(Beginning of DATA TO EXAMINE)

//! Dependency declaration structures

use serde::{Deserialize, Serialize};
use std::fmt;

/// Manifest section a dependency was declared in
#[derive(Debug, Clone, Copy, PartialEq, Eq, Hash, Serialize, Deserialize)]
#[serde(rename_all = "snake_case")]
pub enum DependencyKind {
    /// `dependencies`
    Runtime,
    /// `devDependencies`
    Development,
}

impl DependencyKind {
    /// Returns the manifest key for this section
    pub fn manifest_key(&self) -> &'static str {
        match self {
            DependencyKind::Runtime => "dependencies",
            DependencyKind::Development => "devDependencies",
        }
    }

    /// Returns a heading suitable for display
    pub fn display_name(&self) -> &'static str {
        match self {
            DependencyKind::Runtime => "Dependencies",
            DependencyKind::Development => "Dev dependencies",
        }
    }

    /// All kinds in report order
    pub fn all() -> &'static [DependencyKind] {
        &[DependencyKind::Runtime, DependencyKind::Development]
    }
}

impl fmt::Display for DependencyKind {
    fn fmt(&self, f: &mut fmt::Formatter<'_>) -> fmt::Result {
        match self {
            DependencyKind::Runtime => write!(f, "runtime"),
            DependencyKind::Development => write!(f, "development"),
        }
    }
}

/// A dependency as declared in the manifest
#[derive(Debug, Clone, PartialEq, Eq, Serialize, Deserialize)]
#[serde(rename_all = "camelCase")]
pub struct DependencyDeclaration {
    /// Package name
    pub name: String,
    /// Version range exactly as written in the manifest
    pub requested_range: String,
    /// Which manifest section declared it
    #[serde(rename = "category")]
    pub kind: DependencyKind,
}

impl DependencyDeclaration {
    /// Creates a new declaration
    pub fn new(
        name: impl Into<String>,
        requested_range: impl Into<String>,
        kind: DependencyKind,
    ) -> Self {
        Self {
            name: name.into(),
            requested_range: requested_range.into(),
            kind,
        }
    }

    /// Creates a new runtime declaration
    pub fn runtime(name: impl Into<String>, requested_range: impl Into<String>) -> Self {
        Self::new(name, requested_range, DependencyKind::Runtime)
    }

    /// Creates a new development declaration
    pub fn development(name: impl Into<String>, requested_range: impl Into<String>) -> Self {
        Self::new(name, requested_range, DependencyKind::Development)
    }

    /// Returns true if declared under `devDependencies`
    pub fn is_dev(&self) -> bool {
        self.kind == DependencyKind::Development
    }
}

impl fmt::Display for DependencyDeclaration {
    fn fmt(&self, f: &mut fmt::Formatter<'_>) -> fmt::Result {
        let dev_marker = if self.is_dev() { " (dev)" } else { "" };
        write!(f, "{}@{}{}", self.name, self.requested_range, dev_marker)
    }
}
//! Outdated check using npm range semantics

use node_semver::{Range, Version};

/// Decide whether `latest` falls outside `requested_range`.
///
/// Returns `None` when either side does not parse: `latest` must be a
/// concrete version and the range a valid npm range expression. Tags like
/// `latest`, `file:` paths and git URLs are therefore unknown, not outdated.
/// An empty range means any version, as in npm.
pub fn is_outdated(latest: &str, requested_range: &str) -> Option<bool> {
    let version = Version::parse(latest).ok()?;
    let requested_range = match requested_range.trim() {
        "" => "*",
        range => range,
    };
    let range = Range::parse(requested_range).ok()?;
    Some(!range.satisfies(&version))
}
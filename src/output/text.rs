//! Text output formatter for human-readable display
//!
//! This module provides:
//! - Per-dependency status lines with colors
//! - Runtime vs development dependency grouping
//! - Notes, repository links and fetch errors in verbose mode
//! - Summary with detailed breakdown

use crate::domain::{
    AnalysisResult, AnalysisSummary, DependencyKind, DependencyReport, SecurityFlag,
};
use crate::output::{OutputFormatter, Verbosity};
use colored::Colorize;
use std::io::Write;

/// Text formatter for human-readable output
pub struct TextFormatter {
    /// Verbosity level
    verbosity: Verbosity,
    /// Whether to use colors
    color: bool,
}

impl TextFormatter {
    /// Create a new text formatter
    pub fn new(verbosity: Verbosity) -> Self {
        Self::with_color(verbosity, true)
    }

    /// Create a new text formatter with color option
    pub fn with_color(verbosity: Verbosity, color: bool) -> Self {
        Self { verbosity, color }
    }

    fn is_visible(&self, report: &DependencyReport) -> bool {
        self.verbosity != Verbosity::Quiet || report.needs_attention()
    }

    fn status_label(report: &DependencyReport) -> &'static str {
        if report.is_fetch_failure() {
            return "fetch failed";
        }
        match report.is_outdated {
            Some(true) => "outdated",
            Some(false) => "up to date",
            None => "unknown",
        }
    }

    fn colored_status(report: &DependencyReport) -> String {
        let label = Self::status_label(report);
        if report.is_fetch_failure() {
            return label.red().to_string();
        }
        match report.is_outdated {
            Some(true) => label.yellow().to_string(),
            Some(false) => label.green().to_string(),
            None => label.dimmed().to_string(),
        }
    }

    fn colored_flag(flag: SecurityFlag) -> String {
        match flag {
            SecurityFlag::Deprecated => flag.label().red().bold().to_string(),
            SecurityFlag::Warning => flag.label().yellow().to_string(),
            SecurityFlag::None => String::new(),
        }
    }

    /// Format a single dependency line plus its detail lines
    fn format_report_line(
        &self,
        report: &DependencyReport,
        max_name_len: usize,
        writer: &mut dyn Write,
    ) -> std::io::Result<()> {
        let latest = report.latest_version.as_deref().unwrap_or("?");
        let name_display = format!("{:width$}", report.name, width = max_name_len);

        if self.color {
            write!(
                writer,
                "  {} {} {} {} ({})",
                name_display,
                report.requested_range.dimmed(),
                "→".dimmed(),
                latest.bright_white().bold(),
                Self::colored_status(report)
            )?;
            if report.security_flag.is_flagged() {
                write!(writer, " [{}]", Self::colored_flag(report.security_flag))?;
            }
        } else {
            write!(
                writer,
                "  {} {} -> {} ({})",
                name_display,
                report.requested_range,
                latest,
                Self::status_label(report)
            )?;
            if report.security_flag.is_flagged() {
                write!(writer, " [{}]", report.security_flag)?;
            }
        }
        writeln!(writer)?;

        // Flag notes are shown at every level; the generic fetch note only in verbose
        if let Some(note) = &report.note {
            if report.security_flag.is_flagged() || self.verbosity == Verbosity::Verbose {
                self.format_detail("note", note, writer)?;
            }
        }

        if self.verbosity == Verbosity::Verbose {
            if let Some(url) = &report.repository_url {
                self.format_detail("repo", url, writer)?;
            }
            if let Some(error) = &report.fetch_error {
                self.format_detail("error", error, writer)?;
            }
        }

        Ok(())
    }

    fn format_detail(
        &self,
        label: &str,
        value: &str,
        writer: &mut dyn Write,
    ) -> std::io::Result<()> {
        if self.color {
            writeln!(writer, "      {} {}", format!("{}:", label).dimmed(), value)
        } else {
            writeln!(writer, "      {}: {}", label, value)
        }
    }

    /// Format one manifest section
    fn format_group(
        &self,
        kind: DependencyKind,
        reports: &[&DependencyReport],
        max_name_len: usize,
        writer: &mut dyn Write,
    ) -> std::io::Result<()> {
        if reports.is_empty() {
            return Ok(());
        }

        let heading = format!("{} ({})", kind.display_name(), reports.len());
        if self.color {
            writeln!(writer, "{}", heading.bold())?;
        } else {
            writeln!(writer, "{}", heading)?;
        }

        for report in reports {
            self.format_report_line(report, max_name_len, writer)?;
        }
        writeln!(writer)
    }

    fn format_summary(
        &self,
        summary: &AnalysisSummary,
        writer: &mut dyn Write,
    ) -> std::io::Result<()> {
        if summary.total == 0 {
            if self.color {
                writeln!(writer, "{}", "No dependencies declared".dimmed())?;
            } else {
                writeln!(writer, "No dependencies declared")?;
            }
            return Ok(());
        }

        if self.verbosity == Verbosity::Quiet && summary.is_clean() {
            let line = if summary.all_up_to_date() {
                "All dependencies up to date".to_string()
            } else {
                format!(
                    "Nothing needs attention ({} of {} unknown)",
                    summary.unknown, summary.total
                )
            };
            if self.color {
                writeln!(writer, "{}", line.green())?;
            } else {
                writeln!(writer, "{}", line)?;
            }
            return Ok(());
        }

        if self.color {
            writeln!(writer, "{}:", "Summary".bold())?;
            writeln!(
                writer,
                "  {} checked: {} outdated, {} up to date, {} unknown",
                summary.total,
                summary.outdated.to_string().yellow(),
                summary.up_to_date.to_string().green(),
                summary.unknown.to_string().dimmed()
            )?;
        } else {
            writeln!(writer, "Summary:")?;
            writeln!(
                writer,
                "  {} checked: {} outdated, {} up to date, {} unknown",
                summary.total, summary.outdated, summary.up_to_date, summary.unknown
            )?;
        }

        let mut flags = Vec::new();
        if summary.deprecated > 0 {
            flags.push(format!("{} deprecated", summary.deprecated));
        }
        if summary.warnings > 0 {
            flags.push(format!("{} pre-release", summary.warnings));
        }
        if summary.failed > 0 {
            flags.push(format!("{} failed to fetch", summary.failed));
        }
        if !flags.is_empty() {
            let line = flags.join(", ");
            if self.color {
                writeln!(writer, "  {}", line.red())?;
            } else {
                writeln!(writer, "  {}", line)?;
            }
        }

        Ok(())
    }
}

impl OutputFormatter for TextFormatter {
    fn format(&self, result: &AnalysisResult, writer: &mut dyn Write) -> std::io::Result<()> {
        let visible: Vec<&DependencyReport> =
            result.reports.iter().filter(|r| self.is_visible(r)).collect();

        let max_name_len = visible
            .iter()
            .map(|r| r.name.len())
            .max()
            .unwrap_or(0)
            .max(20);

        for kind in DependencyKind::all() {
            let group: Vec<&DependencyReport> =
                visible.iter().copied().filter(|r| r.kind == *kind).collect();
            self.format_group(*kind, &group, max_name_len, writer)?;
        }

        self.format_summary(&result.summary(), writer)?;

        if self.verbosity == Verbosity::Verbose {
            let generated = format!("Generated at {}", result.generated_at.to_rfc3339());
            if self.color {
                writeln!(writer, "{}", generated.dimmed())?;
            } else {
                writeln!(writer, "{}", generated)?;
            }
        }

        Ok(())
    }
}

(End of DATA TO EXAMINE)

Tell how many lines of the records above hold the string "devDependencies". Give no other text.

» TASK RESPONSE
3